PHILOSOPHY OF “BOOK-L'ARNING.”

Dick of Tophet returned to Muddicoat Castle the night of
the day when Inglehardt departed. He received the report of
Brunson in silence; listened, but without answer or comment, to
a message which his captain had left for him; and then passed
into the den where he kept with the others, and ordered a bowl
of coffee by way of appetizer for the evening. Dick of Tophet
was singularly grave for his companions — not so morose as
usual — but close, more reserved, and more serious. But he had
lost his taste for neither cards nor Jamaica; and, in these resources,
Muddicoat Castle was well supplied.
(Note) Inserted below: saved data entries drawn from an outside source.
//! oxide-pg-migrate CLI
//!
//! Command-line tool for inspecting the migration history of a database.

use clap::{Parser, Subcommand};
use tracing::{info, Level};
use tracing_subscriber::FmtSubscriber;

use oxide_pg_migrate::prelude::*;

/// Schema migrations for PostgreSQL.
#[derive(Parser)]
#[command(name = "oxide-pg-migrate")]
#[command(author, version, about, long_about = None)]
struct Cli {
    /// PostgreSQL connection string.
    #[arg(short, long, env = "DATABASE_URL")]
    database: String,

    /// Schema holding the migration history table.
    #[arg(short, long, default_value = "public")]
    schema: String,

    /// Name of the migration history table.
    #[arg(short, long, default_value = "oxide_migrations")]
    table: String,

    /// Enable verbose output.
    #[arg(short, long)]
    verbose: bool,

    #[command(subcommand)]
    command: Commands,
}

#[derive(Subcommand)]
enum Commands {
    /// Create or update the migration history table.
    Init,

    /// Show recorded migrations.
    ShowMigrations,

    /// Report whether a migration has been applied.
    Check {
        /// Migration name.
        name: String,
    },
}

#[tokio::main]
async fn main() -> anyhow::Result<()> {
    let cli = Cli::parse();

    let log_level = if cli.verbose {
        Level::DEBUG
    } else {
        Level::INFO
    };
    let subscriber = FmtSubscriber::builder()
        .with_max_level(log_level)
        .with_target(false)
        .without_time()
        .finish();
    tracing::subscriber::set_global_default(subscriber)?;

    let db = Database::connect(&DatabaseConfig::new(cli.database)).await?;
    let config = MigratorConfig::default().schema(cli.schema).table(cli.table);
    let migrator = Migrator::new(db, config)?;

    match cli.command {
        Commands::Init => {
            info!("Initializing migration history...");
            migrator.init().await?;
            info!("Migration history table is up to date.");
        }

        Commands::ShowMigrations => {
            migrator.init().await?;

            let records = migrator.history().await?;

            if records.is_empty() {
                info!("No migrations have been applied yet.");
            } else {
                println!("\nApplied migrations:");
                println!("{:-<60}", "");

                for record in &records {
                    let mark = if record.is_completed() { 'X' } else { ' ' };
                    println!(
                        " [{mark}] {} ({})",
                        record.name,
                        record.started_at.format("%Y-%m-%d %H:%M:%S")
                    );
                }
                println!();
            }
        }

        Commands::Check { name } => {
            migrator.init().await?;

            if migrator.is_applied(&name).await? {
                println!("{name}: applied");
            } else {
                println!("{name}: not applied");
            }
        }
    }

    Ok(())
}
//! Error types for database execution and migration runs.

use oxide_pg_core::error::SqlError;

/// Errors that can occur while talking to PostgreSQL or running migrations.
#[derive(Debug, thiserror::Error)]
pub enum MigrateError {
    /// Query construction, execution, decoding, or diffing failed.
    #[error(transparent)]
    Sql(#[from] SqlError),

    /// Connection or pool error.
    #[error("Database error: {0}")]
    Database(#[from] sqlx::Error),

    /// The named migration already has a bookkeeping record.
    #[error("Migration '{name}' has already been run")]
    DuplicateMigration {
        /// Migration name.
        name: String,
    },

    /// Invalid or missing configuration.
    #[error("Configuration error: {0}")]
    Config(String),
}

impl MigrateError {
    /// Returns `true` for [`MigrateError::DuplicateMigration`].
    #[must_use]
    pub const fn is_duplicate_migration(&self) -> bool {
        matches!(self, Self::DuplicateMigration { .. })
    }
}

/// Result type for execution and migration operations.
pub type Result<T> = std::result::Result<T, MigrateError>;
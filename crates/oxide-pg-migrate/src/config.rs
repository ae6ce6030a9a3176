//! Connection and runner configuration.

use std::time::Duration;

use serde::{Deserialize, Serialize};

use crate::error::{MigrateError, Result};

/// Environment variable holding the connection string.
pub const DATABASE_URL_ENV: &str = "DATABASE_URL";

/// Connection pool settings.
#[derive(Debug, Clone, PartialEq, Eq, Serialize, Deserialize)]
#[serde(default)]
pub struct DatabaseConfig {
    /// PostgreSQL connection string.
    pub url: String,
    /// Upper bound on pooled connections.
    pub max_connections: u32,
    /// How long to wait for a free connection.
    pub acquire_timeout_secs: u64,
}

impl Default for DatabaseConfig {
    fn default() -> Self {
        Self {
            url: "postgres://localhost/postgres".to_string(),
            max_connections: 5,
            acquire_timeout_secs: 30,
        }
    }
}

impl DatabaseConfig {
    /// Defaults with the given connection string.
    #[must_use]
    pub fn new(url: impl Into<String>) -> Self {
        Self {
            url: url.into(),
            ..Self::default()
        }
    }

    /// Reads the connection string from `DATABASE_URL`.
    pub fn from_env() -> Result<Self> {
        std::env::var(DATABASE_URL_ENV)
            .map(Self::new)
            .map_err(|_| MigrateError::Config(format!("{DATABASE_URL_ENV} is not set")))
    }

    /// Sets the pool size.
    #[must_use]
    pub const fn max_connections(mut self, max_connections: u32) -> Self {
        self.max_connections = max_connections;
        self
    }

    /// Acquire timeout as a [`Duration`].
    #[must_use]
    pub const fn acquire_timeout(&self) -> Duration {
        Duration::from_secs(self.acquire_timeout_secs)
    }
}

/// Transaction isolation level.
#[derive(Debug, Clone, Copy, PartialEq, Eq, Default, Serialize, Deserialize)]
#[serde(rename_all = "snake_case")]
pub enum IsolationLevel {
    #[default]
    ReadCommitted,
    RepeatableRead,
    Serializable,
}

impl IsolationLevel {
    /// SQL spelling, as used in `SET TRANSACTION ISOLATION LEVEL`.
    #[must_use]
    pub const fn as_sql(self) -> &'static str {
        match self {
            Self::ReadCommitted => "READ COMMITTED",
            Self::RepeatableRead => "REPEATABLE READ",
            Self::Serializable => "SERIALIZABLE",
        }
    }
}

/// Settings of a [`Migrator`](crate::runner::Migrator).
#[derive(Debug, Clone, PartialEq, Eq, Serialize, Deserialize)]
#[serde(default)]
pub struct MigratorConfig {
    /// Schema holding the bookkeeping table.
    pub schema: String,
    /// Name of the bookkeeping table.
    pub table: String,
    /// Isolation level of migration transactions.
    pub isolation: IsolationLevel,
    /// Log statements instead of running them.
    pub dry_run: bool,
}

impl Default for MigratorConfig {
    fn default() -> Self {
        Self {
            schema: "public".to_string(),
            table: "oxide_migrations".to_string(),
            isolation: IsolationLevel::ReadCommitted,
            dry_run: false,
        }
    }
}

impl MigratorConfig {
    /// Sets the bookkeeping schema.
    #[must_use]
    pub fn schema(mut self, schema: impl Into<String>) -> Self {
        self.schema = schema.into();
        self
    }

    /// Sets the bookkeeping table name.
    #[must_use]
    pub fn table(mut self, table: impl Into<String>) -> Self {
        self.table = table.into();
        self
    }

    /// Sets the isolation level.
    #[must_use]
    pub const fn isolation(mut self, isolation: IsolationLevel) -> Self {
        self.isolation = isolation;
        self
    }

    /// Enables or disables dry-run mode.
    #[must_use]
    pub const fn dry_run(mut self, enabled: bool) -> Self {
        self.dry_run = enabled;
        self
    }
}
//! The seam between the builders and a database connection.

use std::future::Future;

use crate::error::Result;
use crate::prepared::FinalizedQuery;

/// A result row, keyed by column label.
pub type Row = serde_json::Map<String, serde_json::Value>;

/// Runs finalized queries.
///
/// Implementations acquire whatever connection they need for the duration of
/// one call and release it on every exit path. Driver failures are reported
/// as [`SqlError::QueryFailed`](crate::error::SqlError::QueryFailed).
pub trait QueryExecutor: Send {
    /// Runs `query` and returns every row it produced.
    fn fetch_all(&mut self, query: &FinalizedQuery) -> impl Future<Output = Result<Vec<Row>>> + Send;

    /// Runs `query` and returns the number of affected rows.
    fn execute(&mut self, query: &FinalizedQuery) -> impl Future<Output = Result<u64>> + Send;
}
They soon —
Dick, Brunson, Halliday, and Nelson — began to game, and
Dick was lucky, as usual; but, as Brunson phrased it, he was
still in the dumps.

“What's hit you on an end, Dick?” was the query of “the
Trailer” — the only one of the party who could have ventured
on such a liberty with this savage customer.

“H—l, I reckon!” was the reply of the swamp-diabolus.
“It wants me to stir up the brimstone that's a-boiling for the
good of all of you.”

“Well, don't make it too hot for summer-time,” said “the
Trailer” coolly. “Ef it's a hard winter, a blaze of brimstone
mout be as comforting as one of lightwood; but, for the summer-time,
it's a wasteful extravagance. — Is that your lead?”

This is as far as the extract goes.